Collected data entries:
____
//! Julian Day conversions for the proleptic Gregorian calendar.
//!
//! `calendar_to_jd` / `jd_to_calendar` use the Fliegel–Van Flandern and
//! Richards integer algorithms with Euclidean division, so they remain
//! correct for negative (BCE) years. JD values are UT day counts with the
//! conventional noon origin.

/// Convert a proleptic Gregorian calendar date to Julian Day.
///
/// `day` may carry a fractional part (e.g. 15.75 = the 15th at 18:00 UT).
pub fn calendar_to_jd(year: i32, month: u32, day: f64) -> f64 {
    let y = year as i64;
    let m = month as i64;
    let d_whole = day.floor() as i64;
    let d_frac = day - day.floor();

    let a = (14 - m).div_euclid(12);
    let yy = y + 4800 - a;
    let mm = m + 12 * a - 3;

    let jdn = d_whole + (153 * mm + 2).div_euclid(5) + 365 * yy + yy.div_euclid(4)
        - yy.div_euclid(100)
        + yy.div_euclid(400)
        - 32045;

    jdn as f64 - 0.5 + d_frac
}

/// Convert a Julian Day back to a proleptic Gregorian calendar date.
///
/// Returns `(year, month, day)` where `day` carries the fractional part.
pub fn jd_to_calendar(jd: f64) -> (i32, u32, f64) {
    let z = (jd + 0.5).floor();
    let frac = jd + 0.5 - z;
    let jdn = z as i64;

    let e = 4 * (jdn + 1401 + ((4 * jdn + 274277).div_euclid(146097) * 3).div_euclid(4) - 38) + 3;
    let h = 5 * e.rem_euclid(1461).div_euclid(4) + 2;

    let day = h.rem_euclid(153).div_euclid(5) + 1;
    let month = (h.div_euclid(153) + 2).rem_euclid(12) + 1;
    let year = e.div_euclid(1461) - 4716 + (14 - month).div_euclid(12);

    (year as i32, month as u32, day as f64 + frac)
}

/// Convert calendar parts with an explicit time-of-day to Julian Day.
pub fn jd_from_ymd_hms(year: i32, month: u32, day: u32, hour: u32, minute: u32, second: f64) -> f64 {
    let day_frac =
        day as f64 + hour as f64 / 24.0 + minute as f64 / 1440.0 + second / 86_400.0;
    calendar_to_jd(year, month, day_frac)
}

/// Civil noon JD of the calendar day containing `jd`.
pub fn noon_of_day(jd: f64) -> f64 {
    let (y, m, d) = jd_to_calendar(jd);
    calendar_to_jd(y, m, d.floor() + 0.5)
}

/// Midnight (0h UT) JD of the calendar day containing `jd`.
pub fn midnight_of_day(jd: f64) -> f64 {
    let (y, m, d) = jd_to_calendar(jd);
    calendar_to_jd(y, m, d.floor())
}
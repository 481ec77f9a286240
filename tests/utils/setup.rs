use futures::{SinkExt, StreamExt};
use std::net::SocketAddr;
use std::sync::Arc;
use std::time::Duration;
use tokio::net::TcpStream;
use tokio::sync::mpsc;
use tokio::task::JoinHandle;
use tokio_tungstenite::{connect_async, tungstenite::Message, MaybeTlsStream, WebSocketStream};

use iam_backend::{
    config::DEFAULT_CHANNEL,
    event::{DomainEvent, EventPublisher},
    group::{repository::InMemoryGroupRepository, GroupService},
    relay::{relay_router, ChannelMessageSource, ChannelSubscriber, ConnectionRegistry, FanOutDispatcher},
    shared::AppState,
    task::{repository::InMemoryTaskRepository, TaskService},
    user::{repository::InMemoryUserRepository, UserService},
};

use super::mocks::BridgePublisher;

/// Upper bound for anything the tests wait on
pub const WAIT: Duration = Duration::from_secs(2);

// ============================================================================
// Test Setup Infrastructure
// ============================================================================

/// A relay bound to an ephemeral port, fed through an in-process channel
pub struct TestRelay {
    pub addr: SocketAddr,
    pub registry: ConnectionRegistry,
    sender: mpsc::UnboundedSender<String>,
    server_handle: JoinHandle<()>,
    subscriber_handle: JoinHandle<()>,
}

pub struct TestRelayBuilder {
    poll_timeout: Duration,
    error_backoff: Duration,
}

impl TestRelayBuilder {
    pub fn new() -> Self {
        Self {
            poll_timeout: Duration::from_millis(50),
            error_backoff: Duration::from_millis(50),
        }
    }

    #[allow(dead_code)]
    pub fn with_poll_timeout(mut self, poll_timeout: Duration) -> Self {
        self.poll_timeout = poll_timeout;
        self
    }

    pub async fn build(self) -> TestRelay {
        let registry = ConnectionRegistry::new();
        let dispatcher = FanOutDispatcher::new(registry.clone());

        let listener = tokio::net::TcpListener::bind("127.0.0.1:0").await.unwrap();
        let addr = listener.local_addr().unwrap();
        let router = relay_router(registry.clone());
        let server_handle = tokio::spawn(async move {
            axum::serve(listener, router).await.unwrap();
        });

        let (sender, source) = ChannelMessageSource::pair();
        let subscriber = ChannelSubscriber::new(Box::new(source), dispatcher)
            .with_poll_timeout(self.poll_timeout)
            .with_error_backoff(self.error_backoff);
        let subscriber_handle = tokio::spawn(subscriber.run());

        TestRelay {
            addr,
            registry,
            sender,
            server_handle,
            subscriber_handle,
        }
    }
}

impl TestRelay {
    /// Publishes the wire form of an event as the broker would deliver it
    pub fn publish(&self, event: &DomainEvent) {
        self.publish_raw(&event.to_json().unwrap());
    }

    pub fn publish_raw(&self, body: &str) {
        self.sender.send(body.to_string()).unwrap();
    }

    /// Publisher for an API state that feeds this relay
    #[allow(dead_code)]
    pub fn bridge_publisher(&self) -> Arc<BridgePublisher> {
        Arc::new(BridgePublisher::new(self.sender.clone()))
    }

    /// Opens a client and waits until the relay has registered it
    pub async fn connect(&self) -> TestClient {
        let expected = self.registry.len().await + 1;
        let (stream, _) = connect_async(format!("ws://{}/", self.addr))
            .await
            .unwrap();
        self.wait_for_connections(expected).await;
        TestClient { stream }
    }

    pub async fn wait_for_connections(&self, expected: usize) {
        tokio::time::timeout(WAIT, async {
            while self.registry.len().await != expected {
                tokio::time::sleep(Duration::from_millis(10)).await;
            }
        })
        .await
        .unwrap_or_else(|_| panic!("relay never reached {} connections", expected));
    }
}

impl Drop for TestRelay {
    fn drop(&mut self) {
        self.server_handle.abort();
        self.subscriber_handle.abort();
    }
}

/// A WebSocket client connected to a TestRelay
pub struct TestClient {
    stream: WebSocketStream<MaybeTlsStream<TcpStream>>,
}

impl TestClient {
    /// Next text frame, or None if nothing arrives in time
    pub async fn next_text_within(&mut self, wait: Duration) -> Option<String> {
        let deadline = tokio::time::Instant::now() + wait;
        loop {
            let frame = tokio::time::timeout_at(deadline, self.stream.next())
                .await
                .ok()??;
            match frame.unwrap() {
                Message::Text(text) => return Some(text),
                Message::Close(_) => return None,
                _ => continue,
            }
        }
    }

    pub async fn next_text(&mut self) -> String {
        self.next_text_within(WAIT)
            .await
            .expect("no message received from relay")
    }

    pub async fn expect_silence(&mut self, wait: Duration) {
        if let Some(text) = self.next_text_within(wait).await {
            panic!("unexpected message from relay: {}", text);
        }
    }

    /// Sends a close frame and lets the relay observe it
    pub async fn close(mut self) {
        self.stream.close(None).await.unwrap();
        while let Some(Ok(_)) = self.stream.next().await {}
    }

    #[allow(dead_code)]
    pub async fn send_text(&mut self, text: &str) {
        self.stream.send(Message::Text(text.to_string())).await.unwrap();
    }
}

/// API state backed by in-memory repositories and the given publisher
#[allow(dead_code)]
pub fn api_state(publisher: Arc<dyn EventPublisher>) -> AppState {
    AppState::new(
        Arc::new(GroupService::new(
            Arc::new(InMemoryGroupRepository::new()),
            publisher,
            DEFAULT_CHANNEL,
        )),
        Arc::new(UserService::new(Arc::new(InMemoryUserRepository::new()))),
        Arc::new(TaskService::new(Arc::new(InMemoryTaskRepository::new()))),
    )
}
use async_trait::async_trait;
use axum::extract::ws::{Message, WebSocket};
use futures::stream::SplitSink;
use futures::SinkExt;
use std::fmt;
use std::sync::Arc;
use thiserror::Error;
use tokio::sync::Mutex;
use uuid::Uuid;

/// Identity of a registered connection
#[derive(Debug, Clone, Copy, PartialEq, Eq, Hash)]
pub struct ConnectionId(Uuid);

impl ConnectionId {
    pub fn new() -> Self {
        Self(Uuid::new_v4())
    }
}

impl Default for ConnectionId {
    fn default() -> Self {
        Self::new()
    }
}

impl fmt::Display for ConnectionId {
    fn fmt(&self, f: &mut fmt::Formatter<'_>) -> fmt::Result {
        self.0.fmt(f)
    }
}

#[derive(Debug, Error)]
pub enum SocketError {
    #[error("connection closed")]
    ConnectionClosed,

    #[error("send failed: {0}")]
    SendFailed(String),
}

/// Outbound half of a client connection - all the dispatcher needs is send
#[async_trait]
pub trait ConnectionSink: Send + Sync {
    /// Send a text frame to the client
    async fn send_text(&self, message: String) -> Result<(), SocketError>;
}

/// Send half of an axum WebSocket
///
/// The read half stays with the accept loop, which uses it only to notice
/// the client going away.
pub struct WebSocketSink {
    inner: Mutex<SplitSink<WebSocket, Message>>,
}

impl WebSocketSink {
    pub fn new(sink: SplitSink<WebSocket, Message>) -> Self {
        Self {
            inner: Mutex::new(sink),
        }
    }
}

#[async_trait]
impl ConnectionSink for WebSocketSink {
    async fn send_text(&self, message: String) -> Result<(), SocketError> {
        let mut sink = self.inner.lock().await;
        sink.send(Message::Text(message))
            .await
            .map_err(|e| SocketError::SendFailed(e.to_string()))
    }
}

/// A registered connection as seen by the dispatcher
#[derive(Clone)]
pub struct Connection {
    id: ConnectionId,
    sink: Arc<dyn ConnectionSink>,
}

impl Connection {
    pub fn new(id: ConnectionId, sink: Arc<dyn ConnectionSink>) -> Self {
        Self { id, sink }
    }

    pub fn id(&self) -> ConnectionId {
        self.id
    }

    pub async fn send(&self, message: String) -> Result<(), SocketError> {
        self.sink.send_text(message).await
    }
}

impl fmt::Debug for Connection {
    fn fmt(&self, f: &mut fmt::Formatter<'_>) -> fmt::Result {
        f.debug_struct("Connection").field("id", &self.id).finish()
    }
}
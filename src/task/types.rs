use serde::Deserialize;

use super::models::TaskStatus;

/// Request payload for creating a task
#[derive(Debug, Deserialize)]
pub struct CreateTaskRequest {
    pub title: String,
    #[serde(default)]
    pub description: String,
    #[serde(default)]
    pub status: TaskStatus,
}

#[derive(Debug, Default, Deserialize)]
pub struct UpdateTaskRequest {
    pub title: Option<String>,
    pub description: Option<String>,
    pub status: Option<TaskStatus>,
}
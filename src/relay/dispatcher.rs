use futures::future::join_all;
use tracing::{debug, info, instrument, warn};

use super::registry::ConnectionRegistry;
use crate::event::DomainEvent;

/// Outcome of a single fan-out
#[derive(Debug, Clone, Copy, Default, PartialEq, Eq)]
pub struct DispatchReport {
    pub attempted: usize,
    pub delivered: usize,
    pub failed: usize,
}

/// Pushes each event to every connection in the registry
///
/// A failed send only affects its own connection, which is dropped from the
/// registry. Nothing is ever propagated back to the caller.
#[derive(Clone)]
pub struct FanOutDispatcher {
    registry: ConnectionRegistry,
}

impl FanOutDispatcher {
    pub fn new(registry: ConnectionRegistry) -> Self {
        Self { registry }
    }

    /// Serializes the event once, sends it to a snapshot of the registry
    /// concurrently, and returns after every send has completed or failed
    #[instrument(skip(self, event), fields(kind = %event.kind()))]
    pub async fn dispatch(&self, event: &DomainEvent) -> DispatchReport {
        let message = match event.to_json() {
            Ok(message) => message,
            Err(e) => {
                warn!(error = %e, "Failed to serialize event, nothing dispatched");
                return DispatchReport::default();
            }
        };

        let targets = self.registry.snapshot().await;
        if targets.is_empty() {
            debug!("No connected clients, event not dispatched");
            return DispatchReport::default();
        }

        let sends = targets.iter().map(|connection| {
            let message = message.clone();
            async move { (connection.id(), connection.send(message).await) }
        });
        let results = join_all(sends).await;

        let mut report = DispatchReport {
            attempted: results.len(),
            ..DispatchReport::default()
        };
        for (connection_id, result) in results {
            match result {
                Ok(()) => report.delivered += 1,
                Err(e) => {
                    report.failed += 1;
                    warn!(connection_id = %connection_id, error = %e, "Send failed, dropping connection");
                    self.registry.remove(connection_id).await;
                }
            }
        }

        info!(
            attempted = report.attempted,
            delivered = report.delivered,
            failed = report.failed,
            "Event dispatched to clients"
        );
        report
    }
}
use std::sync::Arc;

use iam_backend::config::ApiConfig;
use iam_backend::event::{EventPublisher, RedisEventPublisher};
use iam_backend::group::{
    repository::{GroupRepository, InMemoryGroupRepository, PostgresGroupRepository},
    GroupService,
};
use iam_backend::routes::api_router;
use iam_backend::shared::AppState;
use iam_backend::task::{repository::JsonFileTaskRepository, TaskService};
use iam_backend::user::{
    repository::{InMemoryUserRepository, PostgresUserRepository, UserRepository},
    UserService,
};
use tracing::{info, warn};
use tracing_subscriber::{layer::SubscriberExt, util::SubscriberInitExt};

type Repositories = (
    Arc<dyn GroupRepository + Send + Sync>,
    Arc<dyn UserRepository + Send + Sync>,
);

async fn build_repositories(
    config: &ApiConfig,
) -> Result<Repositories, Box<dyn std::error::Error>> {
    match &config.database_url {
        Some(database_url) => {
            let pool = sqlx::PgPool::connect(database_url).await?;
            sqlx::migrate!("./migrations").run(&pool).await?;
            info!("Connected to PostgreSQL");
            Ok((
                Arc::new(PostgresGroupRepository::new(pool.clone())),
                Arc::new(PostgresUserRepository::new(pool)),
            ))
        }
        None => {
            warn!("DATABASE_URL not set, groups and users are kept in memory");
            Ok((
                Arc::new(InMemoryGroupRepository::new()),
                Arc::new(InMemoryUserRepository::new()),
            ))
        }
    }
}

#[tokio::main]
async fn main() -> Result<(), Box<dyn std::error::Error>> {
    // Initialize tracing
    tracing_subscriber::registry()
        .with(
            tracing_subscriber::EnvFilter::try_from_default_env()
                .unwrap_or_else(|_| "iam_backend=debug,iam_api=debug,tower_http=debug".into()),
        )
        .with(tracing_subscriber::fmt::layer())
        .init();

    let config = ApiConfig::from_env();
    info!(addr = %config.bind_addr, "Starting IAM API");

    // Broker failures leave the publisher disabled; the API still starts
    let publisher: Arc<dyn EventPublisher> =
        Arc::new(RedisEventPublisher::connect(&config.broker).await);

    let (group_repository, user_repository) = build_repositories(&config).await?;
    let task_repository = Arc::new(JsonFileTaskRepository::open(config.tasks_file.clone()).await?);

    let app_state = AppState::new(
        Arc::new(GroupService::new(
            group_repository,
            publisher,
            config.broker.channel.clone(),
        )),
        Arc::new(UserService::new(user_repository)),
        Arc::new(TaskService::new(task_repository)),
    );

    let app = api_router(app_state);

    let listener = tokio::net::TcpListener::bind(config.bind_addr).await?;
    info!("Server running on http://{}", config.bind_addr);
    axum::serve(listener, app).await?;

    Ok(())
}
use axum::{
    extract::{Path, State},
    http::StatusCode,
    Json,
};
use serde_json::{json, Value};
use tracing::{info, instrument};
use uuid::Uuid;

use super::types::{CreateGroupRequest, GroupResponse, UpdateGroupRequest};
use crate::shared::{AppError, AppState};

/// GET /api/iam-user-groups
#[instrument(name = "list_groups", skip(state))]
pub async fn list_groups(State(state): State<AppState>) -> Result<Json<Vec<GroupResponse>>, AppError> {
    let groups = state.group_service.list_groups().await?;
    Ok(Json(groups))
}

/// GET /api/iam-user-groups/{group_id}
#[instrument(name = "get_group", skip(state))]
pub async fn get_group(
    State(state): State<AppState>,
    Path(group_id): Path<Uuid>,
) -> Result<Json<GroupResponse>, AppError> {
    let group = state.group_service.get_group(group_id).await?;
    Ok(Json(group))
}

/// POST /api/iam-user-groups
///
/// Returns 201 with the stored group. Clients connected to the relay are
/// notified with a GROUP_CREATED event on a best-effort basis.
#[instrument(name = "create_group", skip(state))]
pub async fn create_group(
    State(state): State<AppState>,
    Json(request): Json<CreateGroupRequest>,
) -> Result<(StatusCode, Json<GroupResponse>), AppError> {
    info!(group_name = %request.group_name, "Creating new group");
    let group = state.group_service.create_group(request).await?;
    Ok((StatusCode::CREATED, Json(group)))
}

/// PUT /api/iam-user-groups/{group_id}
#[instrument(name = "update_group", skip(state))]
pub async fn update_group(
    State(state): State<AppState>,
    Path(group_id): Path<Uuid>,
    Json(request): Json<UpdateGroupRequest>,
) -> Result<Json<GroupResponse>, AppError> {
    let group = state.group_service.update_group(group_id, request).await?;
    Ok(Json(group))
}

/// DELETE /api/iam-user-groups/{group_id}
#[instrument(name = "delete_group", skip(state))]
pub async fn delete_group(
    State(state): State<AppState>,
    Path(group_id): Path<Uuid>,
) -> Result<Json<Value>, AppError> {
    state.group_service.delete_group(group_id).await?;
    Ok(Json(json!({ "message": "Group deleted" })))
}

#[cfg(test)]
mod tests {
    use super::*;
    use crate::event::{InMemoryEventPublisher, GROUP_CREATED};
    use crate::shared::test_utils::AppStateBuilder;
    use crate::routes::api_router;
    use axum::{body::Body, http::Request, Router};
    use std::sync::Arc;
    use tower::ServiceExt; // for `oneshot`

    fn app(publisher: Arc<InMemoryEventPublisher>) -> Router {
        api_router(AppStateBuilder::new().with_publisher(publisher).build())
    }

    fn json_request(method: &str, uri: &str, body: &str) -> Request<Body> {
        Request::builder()
            .method(method)
            .uri(uri)
            .header("content-type", "application/json")
            .body(Body::from(body.to_string()))
            .unwrap()
    }

    async fn body_json<T: serde::de::DeserializeOwned>(response: axum::response::Response) -> T {
        let body = axum::body::to_bytes(response.into_body(), usize::MAX)
            .await
            .unwrap();
        serde_json::from_slice(&body).unwrap()
    }

    #[tokio::test]
    async fn test_create_group_handler() {
        let publisher = Arc::new(InMemoryEventPublisher::new());
        let app = app(publisher.clone());

        let response = app
            .oneshot(json_request(
                "POST",
                "/api/iam-user-groups",
                r#"{"group_name": "finance", "description": "Finance team"}"#,
            ))
            .await
            .unwrap();

        assert_eq!(response.status(), StatusCode::CREATED);
        let group: GroupResponse = body_json(response).await;
        assert_eq!(group.group_name, "finance");
        assert_eq!(group.description, "Finance team");

        let published = publisher.published();
        assert_eq!(published.len(), 1);
        assert_eq!(published[0].1.kind(), GROUP_CREATED);
    }

    #[tokio::test]
    async fn test_create_group_missing_fields() {
        let publisher = Arc::new(InMemoryEventPublisher::new());
        let app = app(publisher.clone());

        let response = app
            .oneshot(json_request("POST", "/api/iam-user-groups", r#"{"group_name": "finance"}"#))
            .await
            .unwrap();

        // Missing description is a structurally invalid body
        assert_eq!(response.status(), StatusCode::UNPROCESSABLE_ENTITY);
        assert!(publisher.published().is_empty());
    }

    #[tokio::test]
    async fn test_create_group_empty_name() {
        let app = app(Arc::new(InMemoryEventPublisher::new()));

        let response = app
            .oneshot(json_request(
                "POST",
                "/api/iam-user-groups",
                r#"{"group_name": "", "description": "x"}"#,
            ))
            .await
            .unwrap();

        assert_eq!(response.status(), StatusCode::BAD_REQUEST);
    }

    #[tokio::test]
    async fn test_group_lifecycle() {
        let app = app(Arc::new(InMemoryEventPublisher::new()));

        let response = app
            .clone()
            .oneshot(json_request(
                "POST",
                "/api/iam-user-groups",
                r#"{"group_name": "finance", "description": "Finance team"}"#,
            ))
            .await
            .unwrap();
        let created: GroupResponse = body_json(response).await;
        let uri = format!("/api/iam-user-groups/{}", created.group_id);

        let response = app
            .clone()
            .oneshot(json_request("PUT", &uri, r#"{"description": "Treasury"}"#))
            .await
            .unwrap();
        assert_eq!(response.status(), StatusCode::OK);
        let updated: GroupResponse = body_json(response).await;
        assert_eq!(updated.group_name, "finance");
        assert_eq!(updated.description, "Treasury");

        let response = app
            .clone()
            .oneshot(json_request("DELETE", &uri, ""))
            .await
            .unwrap();
        assert_eq!(response.status(), StatusCode::OK);
        let body: Value = body_json(response).await;
        assert_eq!(body["message"], "Group deleted");

        let response = app
            .oneshot(Request::builder().uri(&uri).body(Body::empty()).unwrap())
            .await
            .unwrap();
        assert_eq!(response.status(), StatusCode::NOT_FOUND);
    }

    #[tokio::test]
    async fn test_get_group_with_malformed_id() {
        let app = app(Arc::new(InMemoryEventPublisher::new()));

        let response = app
            .oneshot(
                Request::builder()
                    .uri("/api/iam-user-groups/not-a-uuid")
                    .body(Body::empty())
                    .unwrap(),
            )
            .await
            .unwrap();

        assert_eq!(response.status(), StatusCode::BAD_REQUEST);
    }
}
____
What is the number of lines in the entries above that contain the string "ConnectionRegistry"? Reply with the number and nothing more.

6